Items listed in a dataset:
● ● ●

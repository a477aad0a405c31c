//! # dispersenn
//!
//! Predicts a two-channel raster (dispersal intensity and population
//! density) over a square map from the genotypes and sampling locations of a
//! sample of individuals. It includes configuration management, VCF and
//! location readers, raster target preparation, topology planning, the
//! learned feature extractor and upsampling pyramid, the training loop, and
//! an isolation-by-distance (IBD) baseline estimator.
//!
//! ## Architecture
//!
//! ```text
//! TrainingConfig ──► ModelPlan ──► DispersalModel (tch-backend)
//!       │               │             ├─ FeatureExtractor
//!       │               │             └─ PyramidNet
//!       │               ├─ PairCombinations
//!       │               ├─ ExtractorPlan
//!       │               └─ ResolutionSchedule ──► PyramidPlan
//!       │
//!       ├──► preprocess ──► PreprocessedDataset ──► DataLoader ──► Trainer
//!       │        │                                                 │
//!       │     raster (coarsen, NormStats)                      Predictor
//!       │
//!       └──► vcf ──► GenotypeMatrix + LocationMatrix ──► IbdEstimator
//! ```
//!
//! Everything except `extractor`, `pyramid`, `model`, `losses`, `trainer`
//! and `predict` builds without libtorch. Enable the `tch-backend` feature
//! for those.
//!
//! ## Quick Start
//!
//! ```rust,no_run
//! use dispersenn::config::TrainingConfig;
//! use dispersenn::dataset::{MapDataset, SyntheticConfig, SyntheticMapDataset};
//! use dispersenn::plan::ModelPlan;
//!
//! // Build config and derive the topology
//! let config = TrainingConfig::default();
//! let plan = ModelPlan::from_config(&config).expect("config is valid");
//! println!("feature rows: {}", plan.combinations.len());
//!
//! // Create a synthetic dataset (deterministic)
//! let dataset = SyntheticMapDataset::new(16, SyntheticConfig::default());
//! let sample = dataset.get(0).unwrap();
//! println!("genotype shape: {:?}", sample.genotypes.shape());
//! ```

#![deny(unsafe_code)]
#![warn(missing_docs)]

pub mod callbacks;
pub mod channels;
pub mod combinations;
pub mod config;
pub mod dataset;
pub mod error;
pub mod genotype;
pub mod ibd;
pub mod metrics;
pub mod plan;
pub mod preprocess;
pub mod raster;
pub mod schedule;
pub mod vcf;

#[cfg(feature = "tch-backend")]
pub mod extractor;
#[cfg(feature = "tch-backend")]
pub mod losses;
#[cfg(feature = "tch-backend")]
pub mod model;
#[cfg(feature = "tch-backend")]
pub mod predict;
#[cfg(feature = "tch-backend")]
pub mod pyramid;
#[cfg(feature = "tch-backend")]
pub mod trainer;

// Convenient re-exports at the crate root.
pub use channels::{Channel, ChannelPair};
pub use config::TrainingConfig;
pub use dataset::{DataLoader, MapDataset, MapSample, PreprocessedDataset, SyntheticConfig, SyntheticMapDataset};
pub use error::{ConfigError, DatasetError, IbdError, TrainError, TrainResult};
pub use genotype::{DistanceMetric, GenotypeMatrix, LocationMatrix, Phase, Polarization};
pub use ibd::{IbdEstimator, IbdResult, ReplicateEstimate};
pub use plan::ModelPlan;
pub use raster::NormStats;
pub use schedule::ResolutionSchedule;

#[cfg(feature = "tch-backend")]
pub use model::DispersalModel;
#[cfg(feature = "tch-backend")]
pub use trainer::Trainer;

/// Crate version string.
pub const VERSION: &str = env!("CARGO_PKG_VERSION");
impl PreprocessedDataset {
    /// Scan `root` for samples that have all three files under `seed`.
    ///
    /// Samples are ordered by numeric id.
    pub fn discover(root: &Path, seed: u64, phase: Phase) -> Result<Self, DatasetError> {
        let maps_dir = root.join("Maps").join(seed.to_string());
        if !maps_dir.is_dir() {
            return Err(DatasetError::not_found(&maps_dir, "no preprocessed target maps"));
        }

        let mut ids = BTreeSet::new();
        let entries = std::fs::read_dir(&maps_dir).map_err(|e| DatasetError::io_error(&maps_dir, e))?;
        for entry in entries {
            let entry = entry.map_err(|e| DatasetError::io_error(&maps_dir, e))?;
            let file_name = entry.file_name();
            let Some(id) = file_name
                .to_str()
                .and_then(|n| n.strip_suffix(".target.npy"))
                .and_then(|n| n.parse::<usize>().ok())
            else {
                continue;
            };
            let (genos, locs, _) = preprocessed_paths(root, seed, id);
            if genos.is_file() && locs.is_file() {
                ids.insert(id);
            } else {
                debug!(id, "skipping sample with missing inputs");
            }
        }

        info!(root = %root.display(), seed, samples = ids.len(), "discovered preprocessed corpus");
        Ok(PreprocessedDataset { root: root.to_path_buf(), seed, phase, ids: ids.into_iter().collect() })
    }

    /// Numeric ids in index order.
    pub fn ids(&self) -> &[usize] {
        &self.ids
    }

    /// Corpus root.
    pub fn root(&self) -> &Path {
        &self.root
    }
}

impl MapDataset for PreprocessedDataset {
    fn len(&self) -> usize {
        self.ids.len()
    }

    fn get(&self, idx: usize) -> Result<MapSample, DatasetError> {
        let id = *self.ids.get(idx).ok_or(DatasetError::IndexOutOfBounds { idx, len: self.ids.len() })?;
        let (genos_path, locs_path, map_path) = preprocessed_paths(&self.root, self.seed, id);

        let raw: Array2<u8> = ndarray_npy::read_npy(&genos_path)
            .map_err(|e| DatasetError::npy(&genos_path, e.to_string()))?;
        let genotypes = GenotypeMatrix::new(raw, self.phase)?.to_model_input();
        let locs: Array2<f64> = ndarray_npy::read_npy(&locs_path)
            .map_err(|e| DatasetError::npy(&locs_path, e.to_string()))?;
        if locs.nrows() != 2 || locs.ncols() != genotypes.ncols() {
            return Err(DatasetError::npy(
                &locs_path,
                format!("expected [2, {}] locations, got {:?}", genotypes.ncols(), locs.shape()),
            ));
        }
        let target = raster::load_target(&map_path)?;

        Ok(MapSample { id: id.to_string(), genotypes, locations: locs.mapv(|v| v as f32), target })
    }

    fn name(&self) -> &str {
        "PreprocessedDataset"
    }
}

// ---------------------------------------------------------------------------
// SyntheticMapDataset
// ---------------------------------------------------------------------------

/// Configuration for [`SyntheticMapDataset`].
#[derive(Debug, Clone)]
pub struct SyntheticConfig {
    /// Individuals per sample. Default: **10**.
    pub n: usize,
    /// SNPs per sample. Default: **1000**.
    pub num_snps: usize,
    /// Target side length. Default: **500**.
    pub size_out: usize,
}

impl Default for SyntheticConfig {
    fn default() -> Self {
        SyntheticConfig { n: 10, num_snps: 1000, size_out: 500 }
    }
}

/// Fully-deterministic dataset.
///
/// ## Genotype model
///
/// ```text
/// g = (idx + 7·snp + 3·i) mod 3
/// ```
///
/// ## Location model
///
/// Individual `i` of sample `idx` sits at `(i + 0.1·idx, 2·i + 1)`.
///
/// ## Target model
///
/// ```text
/// dispersal = 0.5·sin(2π·(r / size + 0.01·idx))
/// density   = 0.5·cos(2π·(c / size + 0.01·idx))
/// ```
pub struct SyntheticMapDataset {
    num_samples: usize,
    config: SyntheticConfig,
}

impl SyntheticMapDataset {
    /// Create a dataset with `num_samples` entries.
    pub fn new(num_samples: usize, config: SyntheticConfig) -> Self {
        SyntheticMapDataset { num_samples, config }
    }
}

● ● ●

● **WHAT IS REQUIRED**
For each line of the data that includes the word "ResolutionSchedule", return a copy of it.

● **TASK RESPONSE**
//!       │               └─ ResolutionSchedule ──► PyramidPlan
pub use schedule::ResolutionSchedule;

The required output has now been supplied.